Eric Adman canoes past a restoration planting site, at right, along Swamp Creek on Dec. 20 in Kenmore.(Andy Bronson / The Herald)

Illegal parking lot highlights silt problems in area streams

KENMORE — As Eric Adman paddled a canoe into the mouth of Swamp Creek , he was passing over water that likely originated in rivulets and streams far to the north in Snohomish County.

The creek’s most distant headwaters lie 12 miles away, along the eastern edge of Paine Field in south Everett. Scriber Creek in Lynnwood also is a major tributary.

After it rains in Everett, it can flood in Kenmore. The King County suburb at the top of Lake Washington has long had to cope with increases in water flows and sediment.

“It’s been an ongoing threat ever since the watershed started to urbanize,” Adman said.

Development in places such as Everett and Lynnwood is the main culprit in wiping out once-healthy salmon runs on these waters. With more roofs, parking lots and other hard surfaces nearby, water enters the stream system more quickly. High flows worsen erosion and bring more pollution. The erosion puts more silt into the water column, making it inhospitable for fish. As sediment collects, homes and streets downstream face a greater risk of flooding.

In Kenmore, they know this all too well. A decade ago, the city completed $10 million worth of projects to handle flooding on its stretch of Swamp Creek. The work included raising parts of the 73rd Avenue SE corridor and building a new bridge over the road. The city bought up flood-prone properties and improved a sediment pond in Wallace Swamp Creek Park. Still, Kenmore spends an average of $100,000 per year to dredge the creek, said Kris Overleese, the city’s public works director and city engineer.

“This is not Kenmore’s sediment. It’s coming from upstream,” Overleese said. “I like to tell people that water doesn’t stop at the county line.”

About 95 percent of the creek’s watershed lies north of the county line.

Kenmore was a bit player in a recent legal settlement with Snohomish County involving water runoff around Paine Field.

Two regional environmental groups had filed a Clean Water Act lawsuit over a parking lot on Paine Field property. One plaintiff was the the Sno-King Watershed Council, where Adman serves as president. The other was the Seattle-based Waste Action Project. The city provided a $3,000 grant to help pay for a wetland study used to challenge Snohomish County’s stormwater plans.

The contested lot on 100th Street SW, east of Airport Road, isn’t directly connected to the main part of the county-run airport. Starting in 2014, the county leased it to Hoffman Construction, the main contractor building facilities for the successor to Boeing’s 777.

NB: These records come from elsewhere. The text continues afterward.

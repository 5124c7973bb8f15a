//! Output formatting for check reports
//!
//! This module provides:
//! - Text output for human-readable display
//! - JSON output for machine processing

mod json;
mod text;

pub use json::JsonFormatter;
pub use text::{TextFormatter, VersionChangeType};

use crate::orchestrator::CheckReport;
use std::io::Write;
use std::path::Path;

/// Output format options
#[derive(Debug, Clone, Copy, PartialEq, Eq, Default)]
pub enum OutputFormat {
    /// Human-readable text output
    #[default]
    Text,
    /// JSON output for machine processing
    Json,
}

/// Output verbosity level
#[derive(Debug, Clone, Copy, PartialEq, Eq, Default)]
pub enum Verbosity {
    /// Summary line only
    Quiet,
    /// One line per library plus a summary
    #[default]
    Normal,
    /// Adds the declaration location of each version
    Verbose,
}

/// Configuration for output formatting
#[derive(Debug, Clone)]
pub struct OutputConfig {
    /// Output format (text, json)
    pub format: OutputFormat,
    /// Verbosity level
    pub verbosity: Verbosity,
    /// Whether to use colors
    pub color: bool,
}

impl Default for OutputConfig {
    fn default() -> Self {
        Self {
            format: OutputFormat::default(),
            verbosity: Verbosity::default(),
            color: true,
        }
    }
}

impl OutputConfig {
    /// Create configuration from CLI arguments
    pub fn from_cli(json: bool, verbose: bool, quiet: bool, no_color: bool) -> Self {
        let format = if json {
            OutputFormat::Json
        } else {
            OutputFormat::Text
        };

        let verbosity = if quiet {
            Verbosity::Quiet
        } else if verbose {
            Verbosity::Verbose
        } else {
            Verbosity::Normal
        };

        Self {
            format,
            verbosity,
            color: !no_color,
        }
    }

    /// Whether a progress bar should be drawn alongside this output
    pub fn shows_progress(&self) -> bool {
        self.format == OutputFormat::Text && self.verbosity != Verbosity::Quiet
    }
}

/// The catalog a report was produced from
#[derive(Debug, Clone, Copy)]
pub struct CatalogSource<'a> {
    /// Path of the catalog file
    pub path: &'a Path,
    /// Text the report was produced from
    pub content: &'a str,
}

impl<'a> CatalogSource<'a> {
    /// Create a new catalog source
    pub fn new(path: &'a Path, content: &'a str) -> Self {
        Self { path, content }
    }
}

/// Trait for output formatters
pub trait OutputFormatter {
    /// Format and write a check report
    fn format(
        &self,
        report: &CheckReport,
        source: CatalogSource<'_>,
        writer: &mut dyn Write,
    ) -> std::io::Result<()>;
}

/// Create an output formatter based on configuration
pub fn create_formatter(config: OutputConfig) -> Box<dyn OutputFormatter> {
    match config.format {
        OutputFormat::Text => Box::new(TextFormatter::with_color(config.verbosity, config.color)),
        OutputFormat::Json => Box::new(JsonFormatter::new(config.verbosity)),
    }
}
//! Dependency coordinate declared in a version catalog

use serde::{Deserialize, Serialize};
use std::fmt;

/// A library entry from `[libraries]` with its version already resolved
/// through the `[versions]` table
#[derive(Debug, Clone, PartialEq, Eq, Hash, Serialize, Deserialize)]
pub struct DependencyCoordinate {
    /// Catalog-local key (e.g., `androidx-core-ktx`)
    pub key: String,
    /// Maven group id (e.g., `androidx.core`)
    pub group: String,
    /// Maven artifact id (e.g., `core-ktx`)
    pub artifact: String,
    /// Concrete version the alias points at
    pub declared_version: String,
}

impl DependencyCoordinate {
    /// Creates a new coordinate
    pub fn new(
        key: impl Into<String>,
        group: impl Into<String>,
        artifact: impl Into<String>,
        declared_version: impl Into<String>,
    ) -> Self {
        Self {
            key: key.into(),
            group: group.into(),
            artifact: artifact.into(),
            declared_version: declared_version.into(),
        }
    }

    /// Creates a coordinate from a `group:artifact` module string.
    ///
    /// The split happens at the last colon, so groups that themselves contain
    /// colons are kept intact. Returns `None` when there is no colon or either
    /// side is empty.
    pub fn from_module(
        key: impl Into<String>,
        module: &str,
        declared_version: impl Into<String>,
    ) -> Option<Self> {
        let (group, artifact) = module.rsplit_once(':')?;
        if group.is_empty() || artifact.is_empty() {
            return None;
        }
        Some(Self::new(key, group, artifact, declared_version))
    }

    /// Returns `group:artifact`
    pub fn module(&self) -> String {
        format!("{}:{}", self.group, self.artifact)
    }

    /// Returns the group with dots turned into path separators
    /// (`com.example` → `com/example`)
    pub fn group_path(&self) -> String {
        self.group.replace('.', "/")
    }
}

impl fmt::Display for DependencyCoordinate {
    fn fmt(&self, f: &mut fmt::Formatter<'_>) -> fmt::Result {
        write!(f, "{}:{}@{}", self.group, self.artifact, self.declared_version)
    }
}
//! Repository fallback chain
//!
//! Repositories are tried strictly in order. The first one whose metadata
//! yields a non-empty candidate pool decides the latest version; later
//! repositories are never contacted for that coordinate.

use crate::config::CheckConfig;
use crate::domain::DependencyCoordinate;
use crate::error::{RegistryError, ResolveError};
use crate::registry::{HttpClient, MavenRepository, MetadataSource};
use crate::update::select_latest;
use tracing::{debug, info};

/// Resolves the newest acceptable version of a coordinate
pub struct VersionResolver {
    sources: Vec<Box<dyn MetadataSource>>,
}

impl VersionResolver {
    /// Create a resolver over the given sources, in fallback order
    pub fn new(sources: Vec<Box<dyn MetadataSource>>) -> Self {
        Self { sources }
    }

    /// Create a resolver over the configured Maven repositories
    pub fn from_config(config: &CheckConfig, client: HttpClient) -> Self {
        let sources = config
            .repositories
            .iter()
            .map(|repo| {
                Box::new(MavenRepository::from_config(client.clone(), repo))
                    as Box<dyn MetadataSource>
            })
            .collect();
        Self::new(sources)
    }

    /// Names of the sources in fallback order
    pub fn source_names(&self) -> Vec<&str> {
        self.sources.iter().map(|s| s.name()).collect()
    }

    /// Resolve the latest version for a coordinate.
    ///
    /// Individual repository failures are recorded and skipped; only when the
    /// whole chain misses is an error returned.
    pub async fn resolve(&self, coordinate: &DependencyCoordinate) -> Result<String, ResolveError> {
        let module = coordinate.module();
        let mut misses = Vec::new();

        for source in &self.sources {
            match source.fetch_versions(coordinate).await {
                Ok(versions) => match select_latest(&coordinate.declared_version, &versions) {
                    Some(latest) => {
                        info!("Latest version of {} is {} ({})", module, latest, source.name());
                        return Ok(latest);
                    }
                    None => {
                        debug!(
                            "{} listed {} versions for {} but none are acceptable",
                            source.name(),
                            versions.len(),
                            module
                        );
                        misses.push(RegistryError::no_usable_version(&module, source.name()));
                    }
                },
                Err(e) => {
                    debug!("Repository miss: {}", e);
                    misses.push(e);
                }
            }
        }

        Err(ResolveError::from_misses(module, misses))
    }
}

The environmental groups accused the county of allowing Hoffman to build 5 acres of gravel parking without taking steps to control runoff.

“The long and short of it is that the airport allowed them to do construction work without a permit,” said Bill Lider, an engineer and watershed council board member from Lynnwood who’s been active in local environmental causes.

The groups learned about the parking lot while appealing the county’s plans to alter an adjacent wetland. The environmentalists labeled the county plan a detention pond; the county called it an enhanced wetland.

The sides resolved their dispute through a federal agreement known as a consent decree. They made it final in November. The county admitted no wrong.

The accord sets aside $125,000 for rain gardens. That money would likely pay for at least 20, located according to a ranking system for where they would have the most impact, probably in the upper reaches of the Swamp Creek drainage basin. They would be designed to slow the rate at which water flows downstream and to filter out some pollutants.

The county also agreed to pay $35,000 for legal costs. It withdrew permits for the wetland project and put a conservation easement in place. Finally, the county had crews remove crushed rock from the parking lot and put down grass seed.

“Now it looks like a green pasture,” Lider said.

The lot, which had hosted a public works facility that was demolished in 2008, could be rebuilt, with proper permits and stormwater measures.

Mickie Gundersen, a founding member of the Watershed Council, hopes the settlement teaches some important lessons.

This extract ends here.